Además de privar del derecho a voto a la inmensa mayoría de la población —sólo el 15% disfrutaba de tal privilegio—, la segregación condenaba a negros, mestizos e hindúes a llevar una vida aparte en barrios degradados, con un acceso muy restringido a la educación, a la sanidad y a la propiedad y sometidos a una explotación laboral sin límites. La legislación impedía los matrimonios mixtos y establecía severas penas de cárcel para aquellos que mantuvieran relaciones sexuales con personas de otra raza. La hegemonía blanca, consagrada en un Parlamento sin verdadera oposición al sistema, se vio fuertemente contestada tanto dentro del país, por parte sobre todo de la comunidad negra, como en el exterior, por las distintas iniciativas internacionales para forzar mediante el bloqueo económico un cambio en la política interna sudafricana. Junto a la presión internacional, la larga lucha del Congreso Nacional Africano (CNA), con estallidos de violencia como los que sacudieron el gueto negro de Soweto en 1976, y la tenaz resistencia de su líder, Nelson Mandela, encarcelado en 1964, acabaron por convencer a los sectores más moderados de la comunidad blanca de la necesidad de una transición pactada que acabara con el apartheid. Tras la liberación de Mandela en 1990, el presidente F. W de Klerk inició negociaciones con el Congreso Nacional Africano, que conducirían cuatro años después a la celebración de las primeras elecciones democráticas de la historia del país, que dieron como resultado el triunfo del Congreso Nacional y la posterior elección de Nelson Mandela como presidente de la República.

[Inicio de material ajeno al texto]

//! Error types for the `ragkit` crate.

use std::time::Duration;

use thiserror::Error;

use crate::pipeline::QueryStage;

/// Errors that can occur in RAG operations.
#[derive(Debug, Error)]
pub enum RagError {
    /// The input had the wrong shape (empty query, empty content, `top_k == 0`, ...).
    #[error("Validation error: {0}")]
    Validation(String),

    /// An embedding did not match the dimension established for the store.
    #[error("Dimension mismatch: expected {expected}, got {actual}")]
    DimensionMismatch {
        /// The dimension the store expects.
        expected: usize,
        /// The dimension that was supplied.
        actual: usize,
    },

    /// A document was handed to the store without an embedding.
    #[error("Document '{id}' has no embedding")]
    MissingEmbedding {
        /// The ID of the offending document.
        id: String,
    },

    /// No document exists with the given ID.
    #[error("Document '{id}' not found")]
    NotFound {
        /// The ID that was looked up.
        id: String,
    },

    /// No collection is registered under the given name.
    #[error("Collection '{name}' not found")]
    CollectionNotFound {
        /// The collection name that was looked up.
        name: String,
    },

    /// Retrieval produced no documents and the caller required at least one.
    #[error("No documents available for retrieval")]
    EmptyStore,

    /// The embedding capability failed or returned an unusable response.
    #[error("Embedding error ({provider}): {message}")]
    EmbeddingFailure {
        /// The embedding provider that produced the error.
        provider: String,
        /// A description of the failure.
        message: String,
    },

    /// The generation capability failed.
    #[error("Generation error ({provider}): {message}")]
    GenerationFailure {
        /// The generation provider that produced the error.
        provider: String,
        /// A description of the failure.
        message: String,
    },

    /// An ingestion batch failed. Batches before `batch_index` remain committed.
    #[error("Ingestion failed at batch {batch_index}: {source}")]
    IngestionFailure {
        /// Zero-based index of the batch that failed.
        batch_index: usize,
        /// The underlying cause.
        #[source]
        source: Box<RagError>,
    },

    /// A collaborator call did not finish in time.
    #[error("Timed out during {stage:?} after {after:?}")]
    Timeout {
        /// The query stage that timed out.
        stage: QueryStage,
        /// The configured timeout.
        after: Duration,
    },

    /// A configuration validation error.
    #[error("Configuration error: {0}")]
    Config(String),
}

impl RagError {
    /// The query stage this error belongs to, when it maps onto one.
    pub fn stage(&self) -> Option<QueryStage> {
        match self {
            Self::Validation(_) => Some(QueryStage::Received),
            Self::EmbeddingFailure { .. } => Some(QueryStage::Embedding),
            Self::DimensionMismatch { .. } | Self::EmptyStore => Some(QueryStage::Retrieving),
            Self::GenerationFailure { .. } => Some(QueryStage::Generating),
            Self::Timeout { stage, .. } => Some(*stage),
            Self::IngestionFailure { source, .. } => source.stage(),
            Self::MissingEmbedding { .. }
            | Self::NotFound { .. }
            | Self::CollectionNotFound { .. }
            | Self::Config(_) => None,
        }
    }

    /// Whether a caller may reasonably retry the failed operation unchanged.
    ///
    /// Only collaborator failures are transient; validation and dimension
    /// errors will fail the same way again.
    pub fn is_retryable(&self) -> bool {
        match self {
            Self::EmbeddingFailure { .. }
            | Self::GenerationFailure { .. }
            | Self::Timeout { .. } => true,
            Self::IngestionFailure { source, .. } => source.is_retryable(),
            _ => false,
        }
    }

    pub(crate) fn embedding(provider: impl Into<String>, message: impl Into<String>) -> Self {
        Self::EmbeddingFailure { provider: provider.into(), message: message.into() }
    }

    pub(crate) fn generation(provider: impl Into<String>, message: impl Into<String>) -> Self {
        Self::GenerationFailure { provider: provider.into(), message: message.into() }
    }

    /// Attribute an error raised inside an embedding call to that provider.
    pub(crate) fn into_embedding_failure(self, provider: &str) -> Self {
        match self {
            Self::EmbeddingFailure { .. } | Self::Timeout { .. } => self,
            other => Self::embedding(provider, other.to_string()),
        }
    }

    /// Attribute an error raised inside a generation call to that provider.
    pub(crate) fn into_generation_failure(self, provider: &str) -> Self {
        match self {
            Self::GenerationFailure { .. } | Self::Timeout { .. } => self,
            other => Self::generation(provider, other.to_string()),
        }
    }
}

/// A convenience result type for RAG operations.
pub type Result<T> = std::result::Result<T, RagError>;

#[cfg(test)]
mod tests {
    use super::*;

    #[test]
    fn ingestion_failure_inherits_retryability() {
        let transient = RagError::IngestionFailure {
            batch_index: 1,
            source: Box::new(RagError::embedding("fake", "503")),
        };
        assert!(transient.is_retryable());
        assert_eq!(transient.stage(), Some(QueryStage::Embedding));

        let fatal = RagError::IngestionFailure {
            batch_index: 0,
            source: Box::new(RagError::DimensionMismatch { expected: 3, actual: 2 }),
        };
        assert!(!fatal.is_retryable());
    }

    #[test]
    fn display_includes_context() {
        let err = RagError::DimensionMismatch { expected: 384, actual: 768 };
        assert_eq!(err.to_string(), "Dimension mismatch: expected 384, got 768");

        let err = RagError::NotFound { id: "doc-7".into() };
        assert_eq!(err.to_string(), "Document 'doc-7' not found");
    }
}
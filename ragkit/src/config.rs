//! Configuration for the RAG pipeline and its providers.

use std::time::Duration;

use serde::{Deserialize, Serialize};

use crate::error::{RagError, Result};

/// The default system prompt. `{context}` and `{question}` are substituted
/// at query time.
pub const DEFAULT_SYSTEM_PROMPT: &str = "You are a helpful assistant. Answer the question using \
only the context below. If the context does not contain the answer, say so.\n\n\
Context:\n{context}\n\nQuestion: {question}";

/// Substituted for the context when retrieval returns nothing and
/// [`RagConfig::require_context`] is `false`.
pub const DEFAULT_NO_CONTEXT_MESSAGE: &str = "No relevant documents were found.";

/// Configuration parameters for the RAG pipeline.
#[derive(Debug, Clone, Serialize, Deserialize, PartialEq)]
#[serde(default)]
pub struct RagConfig {
    /// Number of top results to retrieve per query.
    pub top_k: usize,
    /// Number of documents embedded per provider call during ingestion.
    pub batch_size: usize,
    /// Number of ingestion batches embedded concurrently.
    pub ingest_concurrency: usize,
    /// Minimum similarity score for results. `None` keeps every result.
    pub similarity_threshold: Option<f32>,
    /// Upper bound on generated tokens.
    pub max_tokens: u32,
    /// Sampling temperature passed to the generation provider.
    pub temperature: f32,
    /// System prompt template containing `{context}` and `{question}`.
    pub system_prompt: String,
    /// Fail queries with [`RagError::EmptyStore`] when nothing is retrieved.
    pub require_context: bool,
    /// Context used in place of retrieved documents when there are none.
    pub no_context_message: String,
    /// Timeout for each embedding call.
    pub embedding_timeout: Option<Duration>,
    /// Timeout for the generation call, and for each streamed fragment.
    pub generation_timeout: Option<Duration>,
}

impl Default for RagConfig {
    fn default() -> Self {
        Self {
            top_k: 5,
            batch_size: 100,
            ingest_concurrency: 1,
            similarity_threshold: None,
            max_tokens: 1024,
            temperature: 0.7,
            system_prompt: DEFAULT_SYSTEM_PROMPT.to_string(),
            require_context: true,
            no_context_message: DEFAULT_NO_CONTEXT_MESSAGE.to_string(),
            embedding_timeout: None,
            generation_timeout: None,
        }
    }
}

impl RagConfig {
    /// Create a new builder for constructing a [`RagConfig`].
    pub fn builder() -> RagConfigBuilder {
        RagConfigBuilder::default()
    }

    /// Check that the parameters are consistent.
    ///
    /// # Errors
    ///
    /// Returns [`RagError::Config`] if:
    /// - `top_k`, `batch_size`, `ingest_concurrency` or `max_tokens` is zero
    /// - `temperature` is outside `0.0..=2.0`
    /// - `similarity_threshold` is not finite
    /// - `system_prompt` lacks a `{context}` or `{question}` placeholder
    pub fn validate(&self) -> Result<()> {
        if self.top_k == 0 {
            return Err(RagError::Config("top_k must be greater than zero".to_string()));
        }
        if self.batch_size == 0 {
            return Err(RagError::Config("batch_size must be greater than zero".to_string()));
        }
        if self.ingest_concurrency == 0 {
            return Err(RagError::Config(
                "ingest_concurrency must be greater than zero".to_string(),
            ));
        }
        if self.max_tokens == 0 {
            return Err(RagError::Config("max_tokens must be greater than zero".to_string()));
        }
        if !(0.0..=2.0).contains(&self.temperature) {
            return Err(RagError::Config(format!(
                "temperature ({}) must be between 0.0 and 2.0",
                self.temperature
            )));
        }
        if self.similarity_threshold.is_some_and(|t| !t.is_finite()) {
            return Err(RagError::Config("similarity_threshold must be finite".to_string()));
        }
        for placeholder in ["{context}", "{question}"] {
            if !self.system_prompt.contains(placeholder) {
                return Err(RagError::Config(format!(
                    "system_prompt must contain a {placeholder} placeholder"
                )));
            }
        }
        Ok(())
    }

    /// Fill the system prompt template.
    pub fn render_system_prompt(&self, context: &str, question: &str) -> String {
        self.system_prompt.replace("{context}", context).replace("{question}", question)
    }
}

/// Builder for constructing a validated [`RagConfig`].
#[derive(Debug, Clone, Default)]
pub struct RagConfigBuilder {
    config: RagConfig,
}

impl RagConfigBuilder {
    /// Set the number of top results to retrieve per query.
    pub fn top_k(mut self, k: usize) -> Self {
        self.config.top_k = k;
        self
    }

    /// Set the number of documents embedded per provider call.
    pub fn batch_size(mut self, size: usize) -> Self {
        self.config.batch_size = size;
        self
    }

    /// Set how many ingestion batches may be embedded at once.
    pub fn ingest_concurrency(mut self, width: usize) -> Self {
        self.config.ingest_concurrency = width;
        self
    }

    /// Set the minimum similarity threshold for filtering results.
    pub fn similarity_threshold(mut self, threshold: f32) -> Self {
        self.config.similarity_threshold = Some(threshold);
        self
    }

    /// Set the maximum number of generated tokens.
    pub fn max_tokens(mut self, max_tokens: u32) -> Self {
        self.config.max_tokens = max_tokens;
        self
    }

    /// Set the sampling temperature.
    pub fn temperature(mut self, temperature: f32) -> Self {
        self.config.temperature = temperature;
        self
    }

    /// Set the system prompt template.
    pub fn system_prompt(mut self, template: impl Into<String>) -> Self {
        self.config.system_prompt = template.into();
        self
    }

    /// Choose whether an empty retrieval fails the query.
    pub fn require_context(mut self, require: bool) -> Self {
        self.config.require_context = require;
        self
    }

    /// Set the context used when nothing is retrieved.
    pub fn no_context_message(mut self, message: impl Into<String>) -> Self {
        self.config.no_context_message = message.into();
        self
    }

    /// Bound each embedding call.
    pub fn embedding_timeout(mut self, timeout: Duration) -> Self {
        self.config.embedding_timeout = Some(timeout);
        self
    }

    /// Bound the generation call and each streamed fragment.
    pub fn generation_timeout(mut self, timeout: Duration) -> Self {
        self.config.generation_timeout = Some(timeout);
        self
    }

    /// Build the [`RagConfig`], validating that parameters are consistent.
    ///
    /// # Errors
    ///
    /// See [`RagConfig::validate`].
    pub fn build(self) -> Result<RagConfig> {
        self.config.validate()?;
        Ok(self.config)
    }
}

const OPENAI_BASE_URL: &str = "https://api.openai.com/v1";
const OLLAMA_BASE_URL: &str = "http://localhost:11434/v1";

fn default_openai_base_url() -> String {
    OPENAI_BASE_URL.to_string()
}

fn default_ollama_base_url() -> String {
    OLLAMA_BASE_URL.to_string()
}

fn default_openai_embedding_model() -> String {
    "text-embedding-3-small".to_string()
}

fn default_openai_chat_model() -> String {
    "gpt-4o-mini".to_string()
}

fn require_non_empty(field: &str, value: &str) -> Result<()> {
    if value.trim().is_empty() {
        return Err(RagError::Config(format!("{field} must not be empty")));
    }
    Ok(())
}

fn openai_key_from_env() -> Result<String> {
    std::env::var("OPENAI_API_KEY")
        .map_err(|_| RagError::Config("OPENAI_API_KEY environment variable not set".to_string()))
}

/// Selects and configures an embedding backend.
///
/// Each variant carries only the fields its backend needs.
///
/// ```rust,ignore
/// let config: EmbeddingProviderConfig = serde_json::from_value(json!({
///     "provider": "openai",
///     "api_key": "sk-...",
///     "dimensions": 512
/// }))?;
/// config.validate()?;
/// ```
#[derive(Debug, Clone, Serialize, Deserialize, PartialEq)]
#[serde(tag = "provider", rename_all = "snake_case")]
pub enum EmbeddingProviderConfig {
    /// The OpenAI embeddings API.
    #[serde(rename = "openai")]
    OpenAI {
        api_key: String,
        #[serde(default = "default_openai_embedding_model")]
        model: String,
        /// Matryoshka truncation; also the dimension reported to the store.
        #[serde(default)]
        dimensions: Option<usize>,
        #[serde(default = "default_openai_base_url")]
        base_url: String,
    },
    /// A local Ollama server through its OpenAI-compatible endpoint.
    Ollama {
        model: String,
        dimensions: usize,
        #[serde(default = "default_ollama_base_url")]
        base_url: String,
    },
}

impl EmbeddingProviderConfig {
    /// OpenAI with the default model, reading `OPENAI_API_KEY`.
    pub fn openai_from_env() -> Result<Self> {
        Ok(Self::OpenAI {
            api_key: openai_key_from_env()?,
            model: default_openai_embedding_model(),
            dimensions: None,
            base_url: default_openai_base_url(),
        })
    }

    /// Check required fields.
    pub fn validate(&self) -> Result<()> {
        match self {
            Self::OpenAI { api_key, model, dimensions, base_url } => {
                require_non_empty("api_key", api_key)?;
                require_non_empty("model", model)?;
                require_non_empty("base_url", base_url)?;
                if *dimensions == Some(0) {
                    return Err(RagError::Config("dimensions must be greater than zero".into()));
                }
            }
            Self::Ollama { model, dimensions, base_url } => {
                require_non_empty("model", model)?;
                require_non_empty("base_url", base_url)?;
                if *dimensions == 0 {
                    return Err(RagError::Config("dimensions must be greater than zero".into()));
                }
            }
        }
        Ok(())
    }
}

/// Selects and configures a chat-completion backend.
#[derive(Debug, Clone, Serialize, Deserialize, PartialEq)]
#[serde(tag = "provider", rename_all = "snake_case")]
pub enum GenerationProviderConfig {
    /// The OpenAI chat completions API.
    #[serde(rename = "openai")]
    OpenAI {
        api_key: String,
        #[serde(default = "default_openai_chat_model")]
        model: String,
        #[serde(default = "default_openai_base_url")]
        base_url: String,
    },
    /// A local Ollama server through its OpenAI-compatible endpoint.
    Ollama {
        model: String,
        #[serde(default = "default_ollama_base_url")]
        base_url: String,
    },
}

impl GenerationProviderConfig {
    /// OpenAI with the default model, reading `OPENAI_API_KEY`.
    pub fn openai_from_env() -> Result<Self> {
        Ok(Self::OpenAI {
            api_key: openai_key_from_env()?,
            model: default_openai_chat_model(),
            base_url: default_openai_base_url(),
        })
    }

    /// Check required fields.
    pub fn validate(&self) -> Result<()> {
        match self {
            Self::OpenAI { api_key, model, base_url } => {
                require_non_empty("api_key", api_key)?;
                require_non_empty("model", model)?;
                require_non_empty("base_url", base_url)
            }
            Self::Ollama { model, base_url } => {
                require_non_empty("model", model)?;
                require_non_empty("base_url", base_url)
            }
        }
    }
}
//! Named collections of document stores.
//!
//! Each collection is an independent [`DocumentStore`] with its own
//! dimension. Searching a collection means searching its store; nothing
//! filters across collections inside the index.

use std::collections::HashMap;
use std::sync::Arc;

use tokio::sync::RwLock;
use tracing::info;

use crate::error::{RagError, Result};
use crate::inmemory::InMemoryDocumentStore;
use crate::store::DocumentStore;

/// A registry mapping collection names to document stores.
///
/// # Example
///
/// ```rust,ignore
/// use ragkit::Collections;
///
/// let collections = Collections::new();
/// let faq = collections.create("faq", Some(384)).await;
/// faq.upsert(documents).await?;
/// ```
#[derive(Default)]
pub struct Collections {
    stores: RwLock<HashMap<String, Arc<dyn DocumentStore>>>,
}

impl Collections {
    /// Create an empty registry.
    pub fn new() -> Self {
        Self::default()
    }

    /// Create an in-memory collection. Returns the existing store if the name
    /// is already taken.
    pub async fn create(&self, name: &str, dimension: Option<usize>) -> Arc<dyn DocumentStore> {
        let mut stores = self.stores.write().await;
        stores
            .entry(name.to_string())
            .or_insert_with(|| {
                info!(collection = name, ?dimension, "created collection");
                match dimension {
                    Some(dimension) => Arc::new(InMemoryDocumentStore::with_dimension(dimension)),
                    None => Arc::new(InMemoryDocumentStore::new()),
                }
            })
            .clone()
    }

    /// Register an externally constructed store, replacing any previous one.
    pub async fn insert(&self, name: &str, store: Arc<dyn DocumentStore>) {
        self.stores.write().await.insert(name.to_string(), store);
    }

    /// Look up a collection by name.
    pub async fn get(&self, name: &str) -> Result<Arc<dyn DocumentStore>> {
        self.stores
            .read()
            .await
            .get(name)
            .cloned()
            .ok_or_else(|| RagError::CollectionNotFound { name: name.to_string() })
    }

    /// Remove a collection and drop the registry's handle to its store.
    pub async fn remove(&self, name: &str) -> Result<()> {
        match self.stores.write().await.remove(name) {
            Some(_) => {
                info!(collection = name, "removed collection");
                Ok(())
            }
            None => Err(RagError::CollectionNotFound { name: name.to_string() }),
        }
    }

    /// Names of all registered collections, sorted.
    pub async fn names(&self) -> Vec<String> {
        let mut names: Vec<String> = self.stores.read().await.keys().cloned().collect();
        names.sort();
        names
    }
}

Cinco años después, Mandela dejó el cargo en manos de Thabo Mbeki, su sucesor también al frente del CNA, con un balance lleno de claroscuros, aunque globalmente positivo: si la estabilidad de la nueva democracia sudafricana es un logro histórico indiscutible para un país marcado durante décadas por profundas injusticias, la persistencia de graves desigualdades sociales y económicas heredadas de la etapa anterior puede hacer peligrar un modelo de convivencia todavía muy frágil, cuya principal base de sustentación ha sido el inmenso carisma de Nelson Mandela. De ahí los interrogantes que abrió su retirada de la vida política.